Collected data
• • • • • • •

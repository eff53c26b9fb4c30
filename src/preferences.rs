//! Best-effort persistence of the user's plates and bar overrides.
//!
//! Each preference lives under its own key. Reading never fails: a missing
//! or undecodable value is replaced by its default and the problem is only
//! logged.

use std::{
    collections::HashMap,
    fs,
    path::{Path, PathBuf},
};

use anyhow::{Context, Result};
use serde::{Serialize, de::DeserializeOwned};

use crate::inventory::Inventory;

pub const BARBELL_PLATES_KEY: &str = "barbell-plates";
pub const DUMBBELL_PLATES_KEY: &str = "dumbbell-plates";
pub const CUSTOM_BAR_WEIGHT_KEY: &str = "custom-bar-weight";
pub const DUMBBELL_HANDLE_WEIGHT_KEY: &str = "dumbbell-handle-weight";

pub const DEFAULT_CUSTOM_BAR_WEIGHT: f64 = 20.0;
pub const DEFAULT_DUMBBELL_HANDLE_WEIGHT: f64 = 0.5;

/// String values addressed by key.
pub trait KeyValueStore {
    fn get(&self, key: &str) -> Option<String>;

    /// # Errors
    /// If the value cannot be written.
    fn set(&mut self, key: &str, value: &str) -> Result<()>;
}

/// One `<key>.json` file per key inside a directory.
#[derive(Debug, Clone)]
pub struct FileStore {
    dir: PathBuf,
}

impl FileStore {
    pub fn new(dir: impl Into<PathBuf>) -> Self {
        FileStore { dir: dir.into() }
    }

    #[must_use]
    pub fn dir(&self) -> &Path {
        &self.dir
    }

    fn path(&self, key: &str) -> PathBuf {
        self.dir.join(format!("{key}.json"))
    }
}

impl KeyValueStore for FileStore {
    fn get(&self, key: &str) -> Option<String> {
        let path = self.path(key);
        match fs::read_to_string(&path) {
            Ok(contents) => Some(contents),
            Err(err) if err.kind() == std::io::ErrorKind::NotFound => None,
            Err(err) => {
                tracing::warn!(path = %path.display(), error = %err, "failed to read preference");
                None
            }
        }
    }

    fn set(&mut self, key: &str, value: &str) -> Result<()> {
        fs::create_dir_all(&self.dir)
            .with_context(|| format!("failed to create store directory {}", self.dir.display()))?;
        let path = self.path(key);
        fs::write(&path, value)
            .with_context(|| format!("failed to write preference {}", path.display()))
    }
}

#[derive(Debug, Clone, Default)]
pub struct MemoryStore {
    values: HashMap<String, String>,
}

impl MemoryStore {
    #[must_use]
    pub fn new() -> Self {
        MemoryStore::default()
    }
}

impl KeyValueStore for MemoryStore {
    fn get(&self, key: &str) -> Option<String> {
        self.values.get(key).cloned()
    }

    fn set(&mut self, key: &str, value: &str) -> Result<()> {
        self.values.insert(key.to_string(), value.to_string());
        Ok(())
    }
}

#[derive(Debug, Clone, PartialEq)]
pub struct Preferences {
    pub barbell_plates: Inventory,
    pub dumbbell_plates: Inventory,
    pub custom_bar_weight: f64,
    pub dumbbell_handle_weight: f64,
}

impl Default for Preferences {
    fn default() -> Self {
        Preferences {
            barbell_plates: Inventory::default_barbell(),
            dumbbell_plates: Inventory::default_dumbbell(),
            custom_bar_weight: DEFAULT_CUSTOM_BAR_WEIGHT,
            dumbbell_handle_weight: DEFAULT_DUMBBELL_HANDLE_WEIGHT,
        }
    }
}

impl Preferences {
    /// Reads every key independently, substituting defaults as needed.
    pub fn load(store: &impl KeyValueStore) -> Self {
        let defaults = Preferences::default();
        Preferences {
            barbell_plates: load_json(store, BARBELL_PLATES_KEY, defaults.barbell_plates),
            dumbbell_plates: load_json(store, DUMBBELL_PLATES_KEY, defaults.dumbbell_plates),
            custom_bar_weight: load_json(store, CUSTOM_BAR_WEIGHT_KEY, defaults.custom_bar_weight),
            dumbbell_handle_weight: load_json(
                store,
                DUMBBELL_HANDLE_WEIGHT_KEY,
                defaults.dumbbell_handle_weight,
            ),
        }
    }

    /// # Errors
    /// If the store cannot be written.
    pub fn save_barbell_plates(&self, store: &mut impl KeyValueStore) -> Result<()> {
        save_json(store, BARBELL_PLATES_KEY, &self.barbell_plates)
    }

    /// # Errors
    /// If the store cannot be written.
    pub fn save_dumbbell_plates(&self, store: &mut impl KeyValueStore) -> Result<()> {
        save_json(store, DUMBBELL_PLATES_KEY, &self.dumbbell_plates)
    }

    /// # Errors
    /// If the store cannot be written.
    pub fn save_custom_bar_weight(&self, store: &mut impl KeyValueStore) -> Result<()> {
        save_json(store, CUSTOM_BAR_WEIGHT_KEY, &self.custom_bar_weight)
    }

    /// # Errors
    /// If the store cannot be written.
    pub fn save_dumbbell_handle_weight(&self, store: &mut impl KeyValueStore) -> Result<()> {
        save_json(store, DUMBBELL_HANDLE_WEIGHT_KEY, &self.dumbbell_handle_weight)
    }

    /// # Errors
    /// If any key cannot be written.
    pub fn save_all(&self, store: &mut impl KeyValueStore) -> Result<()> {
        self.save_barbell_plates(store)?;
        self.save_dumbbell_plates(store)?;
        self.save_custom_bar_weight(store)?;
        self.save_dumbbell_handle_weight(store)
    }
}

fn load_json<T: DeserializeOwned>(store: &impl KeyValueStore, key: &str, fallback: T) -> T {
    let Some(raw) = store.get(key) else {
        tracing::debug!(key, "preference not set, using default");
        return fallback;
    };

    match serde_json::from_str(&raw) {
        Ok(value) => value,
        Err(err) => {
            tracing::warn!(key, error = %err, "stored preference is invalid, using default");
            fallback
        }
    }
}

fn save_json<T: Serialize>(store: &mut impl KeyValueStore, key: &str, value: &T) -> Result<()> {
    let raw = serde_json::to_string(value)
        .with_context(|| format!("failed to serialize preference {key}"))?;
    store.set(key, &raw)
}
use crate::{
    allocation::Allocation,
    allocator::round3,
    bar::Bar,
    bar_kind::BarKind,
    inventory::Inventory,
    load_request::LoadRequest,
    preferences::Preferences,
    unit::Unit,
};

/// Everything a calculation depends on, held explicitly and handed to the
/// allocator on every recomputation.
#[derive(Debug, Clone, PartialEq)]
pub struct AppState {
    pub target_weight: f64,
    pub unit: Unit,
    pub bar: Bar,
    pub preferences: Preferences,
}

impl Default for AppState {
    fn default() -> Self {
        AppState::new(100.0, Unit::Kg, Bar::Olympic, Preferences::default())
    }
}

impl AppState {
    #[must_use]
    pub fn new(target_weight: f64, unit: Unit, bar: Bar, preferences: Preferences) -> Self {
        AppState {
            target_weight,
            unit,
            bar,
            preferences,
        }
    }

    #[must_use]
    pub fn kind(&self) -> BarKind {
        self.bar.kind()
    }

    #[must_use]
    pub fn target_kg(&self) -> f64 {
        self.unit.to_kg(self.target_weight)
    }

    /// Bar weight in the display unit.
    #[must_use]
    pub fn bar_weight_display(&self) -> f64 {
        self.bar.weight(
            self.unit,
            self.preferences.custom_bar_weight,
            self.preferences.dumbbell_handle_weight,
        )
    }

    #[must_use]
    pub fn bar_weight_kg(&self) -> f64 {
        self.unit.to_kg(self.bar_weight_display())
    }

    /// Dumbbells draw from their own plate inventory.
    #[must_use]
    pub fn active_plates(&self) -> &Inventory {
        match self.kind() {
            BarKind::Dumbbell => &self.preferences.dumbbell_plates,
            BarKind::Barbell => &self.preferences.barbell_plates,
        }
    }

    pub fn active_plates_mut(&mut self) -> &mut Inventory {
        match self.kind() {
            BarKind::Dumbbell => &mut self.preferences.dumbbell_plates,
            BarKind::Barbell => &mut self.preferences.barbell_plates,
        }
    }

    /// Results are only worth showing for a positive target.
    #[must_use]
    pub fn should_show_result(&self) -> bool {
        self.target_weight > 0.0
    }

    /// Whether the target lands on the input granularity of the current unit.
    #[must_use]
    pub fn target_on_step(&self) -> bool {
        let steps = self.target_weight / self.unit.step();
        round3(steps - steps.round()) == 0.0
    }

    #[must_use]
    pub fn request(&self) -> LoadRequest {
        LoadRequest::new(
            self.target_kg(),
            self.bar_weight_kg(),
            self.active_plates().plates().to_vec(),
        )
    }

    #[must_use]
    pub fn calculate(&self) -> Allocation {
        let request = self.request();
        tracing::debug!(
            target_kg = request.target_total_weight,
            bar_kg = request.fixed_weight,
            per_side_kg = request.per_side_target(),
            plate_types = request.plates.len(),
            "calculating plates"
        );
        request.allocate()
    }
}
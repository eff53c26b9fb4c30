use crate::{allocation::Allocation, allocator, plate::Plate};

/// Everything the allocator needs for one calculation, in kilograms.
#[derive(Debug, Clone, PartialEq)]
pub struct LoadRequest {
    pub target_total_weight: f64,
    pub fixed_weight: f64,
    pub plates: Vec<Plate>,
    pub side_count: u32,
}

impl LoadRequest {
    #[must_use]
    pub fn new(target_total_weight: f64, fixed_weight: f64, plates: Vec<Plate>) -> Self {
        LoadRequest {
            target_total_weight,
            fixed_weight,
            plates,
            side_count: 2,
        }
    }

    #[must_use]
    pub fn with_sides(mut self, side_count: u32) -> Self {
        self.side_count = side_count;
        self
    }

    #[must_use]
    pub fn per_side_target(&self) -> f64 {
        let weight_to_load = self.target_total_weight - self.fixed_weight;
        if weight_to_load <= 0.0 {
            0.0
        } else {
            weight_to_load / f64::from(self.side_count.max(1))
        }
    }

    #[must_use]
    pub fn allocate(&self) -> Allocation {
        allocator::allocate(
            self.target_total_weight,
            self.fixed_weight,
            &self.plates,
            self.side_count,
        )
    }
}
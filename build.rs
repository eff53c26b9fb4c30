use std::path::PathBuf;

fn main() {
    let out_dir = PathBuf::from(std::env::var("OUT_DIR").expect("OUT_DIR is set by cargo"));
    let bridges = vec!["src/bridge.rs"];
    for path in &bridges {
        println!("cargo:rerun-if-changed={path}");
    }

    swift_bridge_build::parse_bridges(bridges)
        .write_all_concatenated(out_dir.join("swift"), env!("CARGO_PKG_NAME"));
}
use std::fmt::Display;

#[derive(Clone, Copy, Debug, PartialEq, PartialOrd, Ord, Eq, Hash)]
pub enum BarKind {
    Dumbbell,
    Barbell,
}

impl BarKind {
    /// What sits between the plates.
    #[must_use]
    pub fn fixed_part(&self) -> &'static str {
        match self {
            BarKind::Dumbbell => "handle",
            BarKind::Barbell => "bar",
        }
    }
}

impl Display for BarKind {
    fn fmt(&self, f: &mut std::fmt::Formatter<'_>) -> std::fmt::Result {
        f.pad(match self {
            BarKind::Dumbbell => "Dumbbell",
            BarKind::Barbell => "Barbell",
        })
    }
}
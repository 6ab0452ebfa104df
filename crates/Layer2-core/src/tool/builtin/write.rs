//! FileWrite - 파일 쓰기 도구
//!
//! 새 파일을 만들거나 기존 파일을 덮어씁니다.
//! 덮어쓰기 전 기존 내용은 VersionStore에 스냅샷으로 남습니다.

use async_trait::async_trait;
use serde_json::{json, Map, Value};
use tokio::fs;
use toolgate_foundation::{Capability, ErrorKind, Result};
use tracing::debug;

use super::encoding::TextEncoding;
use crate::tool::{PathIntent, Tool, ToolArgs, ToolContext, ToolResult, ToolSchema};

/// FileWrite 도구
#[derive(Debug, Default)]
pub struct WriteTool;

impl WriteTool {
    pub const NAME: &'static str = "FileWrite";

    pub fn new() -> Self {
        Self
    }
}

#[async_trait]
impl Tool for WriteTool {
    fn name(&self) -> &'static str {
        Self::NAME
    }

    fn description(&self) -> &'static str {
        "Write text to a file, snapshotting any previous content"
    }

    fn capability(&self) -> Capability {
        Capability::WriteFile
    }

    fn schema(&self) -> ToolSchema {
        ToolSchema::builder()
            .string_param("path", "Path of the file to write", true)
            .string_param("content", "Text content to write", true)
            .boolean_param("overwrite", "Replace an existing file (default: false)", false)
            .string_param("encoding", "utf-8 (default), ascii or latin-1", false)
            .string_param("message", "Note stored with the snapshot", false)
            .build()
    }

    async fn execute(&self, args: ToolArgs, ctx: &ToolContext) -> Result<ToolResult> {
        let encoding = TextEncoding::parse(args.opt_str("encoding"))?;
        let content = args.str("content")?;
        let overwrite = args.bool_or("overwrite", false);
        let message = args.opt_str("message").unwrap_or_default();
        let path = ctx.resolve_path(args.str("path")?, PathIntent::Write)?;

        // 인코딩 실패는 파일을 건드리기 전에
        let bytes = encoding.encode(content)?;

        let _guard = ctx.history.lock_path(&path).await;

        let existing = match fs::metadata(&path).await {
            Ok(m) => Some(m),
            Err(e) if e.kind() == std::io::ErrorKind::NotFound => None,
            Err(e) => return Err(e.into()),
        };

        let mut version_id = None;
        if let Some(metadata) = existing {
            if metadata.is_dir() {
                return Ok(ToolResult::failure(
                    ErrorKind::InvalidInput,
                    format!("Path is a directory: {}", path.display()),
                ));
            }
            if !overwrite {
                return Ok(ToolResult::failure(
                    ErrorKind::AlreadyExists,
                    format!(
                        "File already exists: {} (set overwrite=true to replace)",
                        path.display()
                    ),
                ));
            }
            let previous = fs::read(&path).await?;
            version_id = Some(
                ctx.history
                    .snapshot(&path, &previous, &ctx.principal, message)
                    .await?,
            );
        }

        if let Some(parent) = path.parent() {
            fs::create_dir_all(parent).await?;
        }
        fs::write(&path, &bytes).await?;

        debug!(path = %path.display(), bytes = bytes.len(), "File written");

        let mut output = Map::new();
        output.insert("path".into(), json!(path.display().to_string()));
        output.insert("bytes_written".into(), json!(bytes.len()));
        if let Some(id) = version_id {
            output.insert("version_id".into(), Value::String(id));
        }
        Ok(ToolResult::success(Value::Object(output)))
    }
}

• • • • • • •

What to do:
The answer must consist of every line from the entries above that contains the string "ToolSchema".

Expected answer:
use crate::tool::{PathIntent, Tool, ToolArgs, ToolContext, ToolResult, ToolSchema};
    fn schema(&self) -> ToolSchema {
        ToolSchema::builder()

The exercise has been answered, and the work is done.